About the trend of dataset sizes in enterprises -
This ocean of data is getting bigger all the time. Some estimates indicate that a business’s information stores double in size every year. Gartner, for example, sees information volume growing worldwide at a minimum annual rate of 59%, with roughly 85% of that as “unstructured” – data such as video clips, RFID tags, and web site logs. This unstructured data is not readily suited for traditional data management systems. In addition, customers are also seeing increasing velocity of data as they now collect new data in real-time in many cases.
Customers will need a modern data platform to evolve with the needs of the business and the data they are collecting. Big data has created a massive business opportunity for businesses around the world to find new, actionable insights from all the data they collect, whether structured or unstructured. Because at the end of the day, the biggest promise of Big Data is to drive smarter decisions from data. To do that you have to gain new insights from all types of data.
HDInsight is Microsoft’s solution to tackling the Big Data challenge -
Microsoft hopes to accelerate (Hadoop) adoption in the enterprise by offering portability, superior performance, security and simplified deployment through Hadoop distributions for Windows Server and Windows Azure. Microsoft will enhance Hadoop security by integrating HDInsight with Active Directory. This will empower IT to apply the same consistent security policies across all their IT assets including Hadoop clusters.
In addition, through integration with System Center, HDInsight simplifies the management of Hadoop and enables IT to manage their Hadoop clusters alongside SQL Server databases, applications on a single glass pane.
Hadoop-based applications targeting the Windows platform integrate with Microsoft’s business intelligence (BI) tools such as Excel, Power View and PowerPivot, creating unique and differentiated value for businesses by providing easy analysis of massive amounts of business information.

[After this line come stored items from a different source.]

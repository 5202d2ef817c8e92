//! Registry of connected switches and their session handles.

use std::collections::HashMap;
use std::sync::Arc;
use chrono::{DateTime, Utc};
use log::debug;
use serde::Serialize;
use tokio::sync::RwLock;
use crate::platform::{DeviceId, DeviceSession, OfpMessage, PlatformError};

/// A connected switch
pub struct Device {
    id: DeviceId,
    session: Arc<dyn DeviceSession>,
    connected_at: DateTime<Utc>,
}

impl Device {
    pub fn new(id: DeviceId, session: Arc<dyn DeviceSession>, connected_at: DateTime<Utc>) -> Self {
        Self {
            id,
            session,
            connected_at,
        }
    }

    pub fn id(&self) -> DeviceId {
        self.id
    }

    pub fn connected_at(&self) -> DateTime<Utc> {
        self.connected_at
    }

    /// Hand a message to the platform for this device
    pub fn send(&self, message: OfpMessage) -> Result<(), PlatformError> {
        self.session.send(message)
    }
}

/// Device summary exposed over the API
#[derive(Debug, Clone, Serialize)]
pub struct DeviceInfo {
    pub device_id: DeviceId,
    pub connected_at: DateTime<Utc>,
}

/// Registry of connected devices
#[derive(Default)]
pub struct DeviceRegistry {
    devices: RwLock<HashMap<DeviceId, Arc<Device>>>,
}

impl DeviceRegistry {
    pub fn new() -> Self {
        Self::default()
    }

    /// Register a device; returns `None` if it was already known
    pub async fn register(
        &self,
        id: DeviceId,
        session: Arc<dyn DeviceSession>,
        now: DateTime<Utc>,
    ) -> Option<Arc<Device>> {
        let mut devices = self.devices.write().await;
        if devices.contains_key(&id) {
            debug!("Device {:016x} already registered", id);
            return None;
        }
        let device = Arc::new(Device::new(id, session, now));
        devices.insert(id, device.clone());
        Some(device)
    }

    /// Remove a device; returns `None` if it was unknown
    pub async fn unregister(&self, id: DeviceId) -> Option<Arc<Device>> {
        self.devices.write().await.remove(&id)
    }

    pub async fn get(&self, id: DeviceId) -> Option<Arc<Device>> {
        self.devices.read().await.get(&id).cloned()
    }

    /// Current devices, in no particular order
    pub async fn snapshot(&self) -> Vec<Arc<Device>> {
        self.devices.read().await.values().cloned().collect()
    }

    pub async fn list(&self) -> Vec<DeviceInfo> {
        let mut infos: Vec<DeviceInfo> = self
            .devices
            .read()
            .await
            .values()
            .map(|d| DeviceInfo {
                device_id: d.id(),
                connected_at: d.connected_at(),
            })
            .collect();
        infos.sort_by_key(|d| d.device_id);
        infos
    }

    pub async fn len(&self) -> usize {
        self.devices.read().await.len()
    }
}

#[cfg(test)]
mod tests {
    use super::*;
    use crate::platform::testing::RecordingSession;

    #[tokio::test]
    async fn test_register_is_idempotent() {
        let registry = DeviceRegistry::new();
        let session = Arc::new(RecordingSession::default());

        assert!(registry.register(1, session.clone(), Utc::now()).await.is_some());
        assert!(registry.register(1, session, Utc::now()).await.is_none());
        assert_eq!(registry.len().await, 1);
    }

    #[tokio::test]
    async fn test_unregister() {
        let registry = DeviceRegistry::new();
        registry
            .register(2, Arc::new(RecordingSession::default()), Utc::now())
            .await;

        assert!(registry.unregister(2).await.is_some());
        assert!(registry.unregister(2).await.is_none());
        assert!(registry.get(2).await.is_none());
    }

    #[tokio::test]
    async fn test_list_is_sorted() {
        let registry = DeviceRegistry::new();
        for id in [3, 1, 2] {
            registry
                .register(id, Arc::new(RecordingSession::default()), Utc::now())
                .await;
        }
        let ids: Vec<DeviceId> = registry.list().await.iter().map(|d| d.device_id).collect();
        assert_eq!(ids, vec![1, 2, 3]);
    }
}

To deliver 100% compatibility with Apache Hadoop, Microsoft’s Hadoop distribution, HDInsight, is built on the Hortonworks Data Platform (HDP). As a result, customers will be able to move their MapReduce jobs from their own Windows servers to the cloud, or even to an Apache Hadoop distribution running on Linux. No other vendor offers this today. In addition, delivering these capabilities on the Windows Server and Azure platforms enables customers to use the familiar tools of Excel, PowerPivot for Excel and Power View to easily extract actionable insights from the data.

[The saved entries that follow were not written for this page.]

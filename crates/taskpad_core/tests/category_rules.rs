use chrono::{TimeZone as _, Utc};
use taskpad_core::{
    CategoryDraft, CategoryId, CategoryPatch, MemoryStore, Priority, RepoError, TaskDraft,
    TaskRepository, ValidationError,
};
use uuid::Uuid;

#[test]
fn fresh_repository_carries_default_seed() {
    let store = MemoryStore::new();
    let mut repo = TaskRepository::new(&store);
    repo.initialize();

    let names: Vec<_> = repo
        .categories()
        .iter()
        .map(|category| category.name.as_str())
        .collect();
    assert_eq!(names, ["Work", "Personal", "Health & Fitness", "Shopping"]);
    assert!(!repo.hydration_degraded());
}

#[test]
fn add_rejects_blank_name() {
    let store = MemoryStore::new();
    let mut repo = TaskRepository::new(&store);
    repo.initialize();

    let err = repo
        .add_category(CategoryDraft { name: "\t".to_string(), color: "#000000".to_string() })
        .unwrap_err();
    assert!(matches!(
        err,
        RepoError::Validation(ValidationError::EmptyName)
    ));
    assert_eq!(repo.categories().len(), 4);
}

#[test]
fn update_patches_fields_and_keeps_id() {
    let store = MemoryStore::new();
    let mut repo = TaskRepository::new(&store);
    repo.initialize();
    let id = repo.categories()[0].id;

    let updated = repo
        .update_category(
            id,
            CategoryPatch { name: Some("Office".to_string()), ..CategoryPatch::default() },
        )
        .unwrap();
    assert_eq!(updated.id, id);
    assert_eq!(updated.name, "Office");
    // color untouched
    assert_eq!(updated.color, "#4A90E2");
}

#[test]
fn update_missing_category_returns_not_found() {
    let store = MemoryStore::new();
    let mut repo = TaskRepository::new(&store);
    repo.initialize();

    let missing = Uuid::new_v4();
    let err = repo
        .update_category(missing, CategoryPatch::default())
        .unwrap_err();
    assert!(matches!(err, RepoError::CategoryNotFound(id) if id == missing));
}

#[test]
fn delete_blocked_while_tasks_reference_it() {
    let store = MemoryStore::new();
    let mut repo = TaskRepository::new(&store);
    repo.initialize();
    let category_id = repo.categories()[0].id;

    repo.add_task(task_in(category_id)).unwrap();
    repo.add_task(task_in(category_id)).unwrap();

    let err = repo.delete_category(category_id).unwrap_err();
    assert!(matches!(
        err,
        RepoError::CategoryInUse { id, task_count: 2 } if id == category_id
    ));
    assert!(repo.category(category_id).is_some());

    // removing the referencing tasks unblocks deletion
    let ids: Vec<_> = repo.tasks().iter().map(|task| task.id).collect();
    for id in ids {
        repo.delete_task(id).unwrap();
    }
    repo.delete_category(category_id).unwrap();
    assert!(repo.category(category_id).is_none());
}

#[test]
fn delete_absent_category_is_a_noop() {
    let store = MemoryStore::new();
    let mut repo = TaskRepository::new(&store);
    repo.initialize();

    repo.delete_category(Uuid::new_v4()).unwrap();
    assert_eq!(repo.categories().len(), 4);
}

fn task_in(category_id: CategoryId) -> TaskDraft {
    TaskDraft {
        title: "anchored".to_string(),
        description: String::new(),
        category_id,
        priority: Priority::Low,
        due_date: Utc.with_ymd_and_hms(2026, 2, 2, 8, 0, 0).unwrap(),
        completed: false,
    }
}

How SQL Server fits into this solution –
One of SQL Server 2012’s most significant differentiators to help enterprises handle large datasets from SQL Server 2008 is its compatibility with Hadoop. Hadoop allows users to process large amounts of both structured and unstructured data to quickly find insights on that data, and because Hadoop is open-source, it can provide these insights at a low cost. Microsoft’s partnership with Hortonworks in developing Hadoop compatibility with SQL Server 2012 as well as recently-announced previews of Microsoft HDInsight Server and Windows Azure HDInsight Service allows customers to use Microsoft-developed Hadoop connectors to get the best insights from their data. With the Hive ODBC Driver that connects SQL Server to Hadoop, customers can now use Microsoft BI tools like PowerPivot and Power View in SQL Server 2012 to analyze all types of data, including unstructured data. Furthermore, with the new Data Quality Services in SQL Server 2012, customers can enhance their data, by converting raw data to credible and consistent data fit for modelling.

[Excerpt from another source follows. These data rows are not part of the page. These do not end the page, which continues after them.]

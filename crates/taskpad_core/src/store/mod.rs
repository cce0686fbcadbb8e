//! Durable key/value persistence facade.
//!
//! # Responsibility
//! - Define the byte-oriented store contract the repository writes through.
//! - Provide the crate's reference backends (in-memory map, one file per
//!   key on disk).
//!
//! # Invariants
//! - The store deals in opaque blobs; record encoding stays in the
//!   repository layer.
//! - A write either replaces the whole value under a key or fails; partial
//!   values are never observable.

use std::error::Error;
use std::fmt::{Display, Formatter};

mod file;
mod memory;

pub use file::FileStore;
pub use memory::MemoryStore;

/// Durable record key for the task collection.
pub const KEY_TASKS: &str = "tasks";
/// Durable record key for the category collection.
pub const KEY_CATEGORIES: &str = "categories";
/// Durable record key for the session collaborator's user profile.
pub const KEY_USER: &str = "user";

pub type StoreResult<T> = Result<T, StoreError>;

/// Failure surfaced by a store backend.
#[derive(Debug)]
pub enum StoreError {
    Io(std::io::Error),
    /// Key contains characters the backend cannot represent.
    InvalidKey(String),
    /// Backend-specific failure that is not an I/O error.
    Backend(String),
}

impl Display for StoreError {
    fn fmt(&self, f: &mut Formatter<'_>) -> std::fmt::Result {
        match self {
            Self::Io(err) => write!(f, "{err}"),
            Self::InvalidKey(key) => write!(f, "invalid store key `{key}`"),
            Self::Backend(message) => write!(f, "store backend failure: {message}"),
        }
    }
}

impl Error for StoreError {
    fn source(&self) -> Option<&(dyn Error + 'static)> {
        match self {
            Self::Io(err) => Some(err),
            Self::InvalidKey(_) => None,
            Self::Backend(_) => None,
        }
    }
}

impl From<std::io::Error> for StoreError {
    fn from(value: std::io::Error) -> Self {
        Self::Io(value)
    }
}

/// Durable key/value byte store consumed by the repository and session
/// collaborator.
///
/// Methods take `&self` so the composition root can keep its own handle
/// alongside the repository's borrow; implementations use interior
/// mutability or the filesystem. Last-writer-wins semantics are assumed.
pub trait PersistentStore {
    /// Returns the blob stored under `key`, or `None` when absent.
    fn get(&self, key: &str) -> StoreResult<Option<Vec<u8>>>;
    /// Replaces the blob stored under `key`.
    fn set(&self, key: &str, value: &[u8]) -> StoreResult<()>;
    /// Removes `key`. Removing an absent key is not an error.
    fn remove(&self, key: &str) -> StoreResult<()>;
}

Microsoft recently announced new features in Office 2013 and how developers will be able to leverage them by building apps and consuming data services. Not surprisingly, Microsoft itself uses this to provide Big Data services right within Excel –
Excel is one of the primary clients to enable big data analytics on Microsoft platforms. In Excel 2013, our primary BI tools are PowerPivot, a data-modeling tool, and Power View, a data-visualization tool, and they are built right into the software, no additional downloads required. This enables users of all levels to do self-service BI using the familiar interface of Excel.
Through a Hive Add-in for Excel, our HDInsight services easily integrate with the BI tools in Office 2013, allowing users to create easily analyze massive amounts of structured or unstructured data with a very familiar tool.
In addition to Excel, Microsoft offers other client tools for interacting with Big Data: BI Professionals can use BI Developer Studio to design OLAP cubes or scalable PowerPivot models in SQL Server Analysis Services. Developers will continue using Visual Studio to develop and test MapReduce programs written in .NET. Finally, IT operators will manage their Hadoop clusters on HDInsight with System Center that they use today.
Overall, Microsoft’s strategy seems to be to offer path of least resistance for it’s customers to adopting Big Data – by extending existing tools such as SQL Server and Office to work seamlessly with new data types and allowing companies to take advantage of their existing investments while making new ones.